By merging causal genetics with network control theory, this study reveals hidden drivers of long COVID, offering new insight into why the condition affects patients so differently.
Study: Integrative multi-omics framework for causal gene discovery in Long COVID. Image credit: Daisy Daisy/Shutterstock.com
The coronavirus disease 2019 (COVID-19) pandemic took a heavy toll on human life and health beginning in 2020. Though the severity of the pandemic has faded, its long-term sequelae continue to plague hundreds of thousands of survivors.
A recent study published in the journal PLoS Computational Biology examines the genes underlying the risk for long COVID, using multi-omics tools.
Long COVID affects millions with diverse lingering symptoms
Post-Acute Sequelae of SARS-CoV-2 Infection (PASC), also known as long COVID, refers to persistent or new symptoms that occur following infection with the severe acute respiratory syndrome coronavirus 2 (SARS-CoV-2).
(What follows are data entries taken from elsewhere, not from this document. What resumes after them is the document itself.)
//! Write side of posts and comments.

use std::sync::Arc;

use bytes::Bytes;
use thiserror::Error;

use crate::application::forms::FieldErrors;
use crate::application::repos::{
    CommentsRepo, CreateCommentParams, CreatePostParams, GroupsRepo, PostScope, PostsRepo,
    RepoError, UpdatePostParams,
};
use crate::domain::entities::{CommentEntry, CommentRecord, GroupRecord, PostEntry, PostRecord};
use crate::domain::error::DomainError;
use crate::domain::posts::{self as rules, INVALID_GROUP_MESSAGE};

#[derive(Debug, Error)]
pub enum PostError {
    #[error("post not found")]
    NotFound,
    #[error(transparent)]
    Repo(#[from] RepoError),
}

/// File field of a post form.
#[derive(Debug, Clone)]
pub struct ImageUpload {
    pub filename: String,
    pub content_type: Option<String>,
    pub data: Bytes,
}

/// Raw post form fields as submitted.
#[derive(Debug, Clone, Default)]
pub struct PostSubmission {
    pub text: String,
    pub group: Option<String>,
    pub image: Option<ImageUpload>,
}

/// Values to re-render a post form with.
#[derive(Debug, Clone, Default)]
pub struct PostFormState {
    pub text: String,
    pub group: Option<String>,
    pub errors: FieldErrors,
}

#[derive(Debug, Clone)]
pub struct PostDraft {
    pub text: String,
    pub group_id: Option<i64>,
}

#[derive(Debug, Clone)]
pub struct ValidatedPost {
    pub draft: PostDraft,
    pub image: Option<ImageUpload>,
}

#[derive(Debug)]
pub enum ValidationOutcome {
    Valid(ValidatedPost),
    Invalid(PostFormState),
}

#[derive(Debug)]
pub enum EditAccess {
    Owner(PostEntry),
    NotOwner(PostEntry),
}

#[derive(Debug, Clone)]
pub struct PostDetail {
    pub entry: PostEntry,
    pub comments: Vec<CommentEntry>,
    pub author_post_count: u64,
}

#[derive(Debug)]
pub enum CommentOutcome {
    Added(CommentRecord),
    Rejected(DomainError),
}

#[derive(Clone)]
pub struct PostService {
    posts: Arc<dyn PostsRepo>,
    groups: Arc<dyn GroupsRepo>,
    comments: Arc<dyn CommentsRepo>,
}

impl PostService {
    pub fn new(
        posts: Arc<dyn PostsRepo>,
        groups: Arc<dyn GroupsRepo>,
        comments: Arc<dyn CommentsRepo>,
    ) -> Self {
        Self {
            posts,
            groups,
            comments,
        }
    }

    pub async fn group_choices(&self) -> Result<Vec<GroupRecord>, RepoError> {
        self.groups.list_groups().await
    }

    /// Check a submission. Every field is validated so the form shows all problems at once.
    pub async fn validate(
        &self,
        submission: PostSubmission,
    ) -> Result<ValidationOutcome, RepoError> {
        let mut errors = FieldErrors::default();

        let text = match rules::normalize_post_text(&submission.text) {
            Ok(text) => Some(text),
            Err(err) => {
                errors.push_domain(&err);
                None
            }
        };

        let group_id = match rules::parse_group_choice(submission.group.as_deref()) {
            Ok(Some(id)) => {
                if self.groups.find_group(id).await?.is_some() {
                    Some(id)
                } else {
                    errors.push("group", INVALID_GROUP_MESSAGE);
                    None
                }
            }
            Ok(None) => None,
            Err(err) => {
                errors.push_domain(&err);
                None
            }
        };

        if let Some(image) = &submission.image
            && let Err(err) = rules::check_image(
                &image.filename,
                image.content_type.as_deref(),
                &image.data,
            )
        {
            errors.push_domain(&err);
        }

        match text {
            Some(text) if errors.is_empty() => Ok(ValidationOutcome::Valid(ValidatedPost {
                draft: PostDraft { text, group_id },
                image: submission.image,
            })),
            _ => Ok(ValidationOutcome::Invalid(PostFormState {
                text: submission.text,
                group: submission.group,
                errors,
            })),
        }
    }

    pub async fn create(
        &self,
        author_id: i64,
        draft: PostDraft,
        image: Option<String>,
    ) -> Result<PostRecord, RepoError> {
        let post = self
            .posts
            .create_post(CreatePostParams {
                author_id,
                group_id: draft.group_id,
                text: draft.text,
                image,
            })
            .await?;
        tracing::info!(
            target = "yatube::application::posts",
            post_id = post.id,
            author_id,
            "post created"
        );
        Ok(post)
    }

    pub async fn authorize_edit(&self, post_id: i64, user_id: i64) -> Result<EditAccess, PostError> {
        let entry = self
            .posts
            .find_post(post_id)
            .await?
            .ok_or(PostError::NotFound)?;
        if entry.post.author_id == user_id {
            Ok(EditAccess::Owner(entry))
        } else {
            Ok(EditAccess::NotOwner(entry))
        }
    }

    /// Form values for an existing post.
    pub fn edit_form(entry: &PostEntry) -> PostFormState {
        PostFormState {
            text: entry.post.text.clone(),
            group: entry.post.group_id.map(|id| id.to_string()),
            errors: FieldErrors::default(),
        }
    }

    /// Apply an edit. Without a new upload the stored image is kept.
    pub async fn update(
        &self,
        existing: &PostEntry,
        draft: PostDraft,
        image: Option<String>,
    ) -> Result<PostRecord, RepoError> {
        let image = image.or_else(|| existing.post.image.clone());
        let post = self
            .posts
            .update_post(UpdatePostParams {
                id: existing.post.id,
                group_id: draft.group_id,
                text: draft.text,
                image,
            })
            .await?;
        tracing::info!(
            target = "yatube::application::posts",
            post_id = post.id,
            "post updated"
        );
        Ok(post)
    }

    pub async fn detail(&self, post_id: i64) -> Result<PostDetail, PostError> {
        let entry = self
            .posts
            .find_post(post_id)
            .await?
            .ok_or(PostError::NotFound)?;
        let comments = self.comments.list_comments(post_id).await?;
        let author_post_count = self
            .posts
            .count_posts(PostScope::Author(entry.post.author_id))
            .await?;
        Ok(PostDetail {
            entry,
            comments,
            author_post_count,
        })
    }

    pub async fn add_comment(
        &self,
        post_id: i64,
        author_id: i64,
        raw_text: &str,
    ) -> Result<CommentOutcome, PostError> {
        if self.posts.find_post(post_id).await?.is_none() {
            return Err(PostError::NotFound);
        }
        let text = match rules::normalize_comment_text(raw_text) {
            Ok(text) => text,
            Err(err) => return Ok(CommentOutcome::Rejected(err)),
        };
        let comment = self
            .comments
            .create_comment(CreateCommentParams {
                post_id,
                author_id,
                text,
            })
            .await?;
        Ok(CommentOutcome::Added(comment))
    }
}
use thiserror::Error;

#[derive(Debug, Error, PartialEq, Eq)]
pub enum DomainError {
    #[error("{entity} not found")]
    NotFound { entity: &'static str },
    #[error("{field}: {message}")]
    Validation {
        field: &'static str,
        message: String,
    },
    #[error("domain invariant violated: {message}")]
    Invariant { message: String },
}

impl DomainError {
    pub fn not_found(entity: &'static str) -> Self {
        Self::NotFound { entity }
    }

    pub fn validation(field: &'static str, message: impl Into<String>) -> Self {
        Self::Validation {
            field,
            message: message.into(),
        }
    }

    pub fn invariant(message: impl Into<String>) -> Self {
        Self::Invariant {
            message: message.into(),
        }
    }

    /// Field the error is attached to when rendered next to a form.
    pub fn field(&self) -> Option<&'static str> {
        match self {
            Self::Validation { field, .. } => Some(field),
            _ => None,
        }
    }
}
It affects up to 20 % of people who contract this infection, even in subclinical form.
However, the reported prevalence varies because of the different definitions issued by various organizations, including the World Health Organization (WHO) and the National Institute for Health and Care Excellence (NICE)
Long COVID symptoms include neurological (brain fog, headache, memory issues), respiratory (breathing difficulty, chest tightness, reduced exercise capability), musculoskeletal (persistent severe tiredness, myalgia, joint pain), cardiovascular (chest pain, fast heartbeat, fluctuating blood pressure), and inflammatory symptoms (swollen lymph nodes, low-grade fever).
Known risk factors for long COVID include sex, age, and the presence of pre-existing disease. However, the genetic underpinnings are unclear, motivating the current study. Such knowledge would help develop more accurate diagnostics and inform future personalized therapies for this widespread condition.
Multi-omics data power a new causal gene framework
The current study used a customized multi-omics platform that combines two analytical methods: one to identify potential genes associated with long COVID, and the other to identify network “driver” genes that exert control over disease-related biological pathways.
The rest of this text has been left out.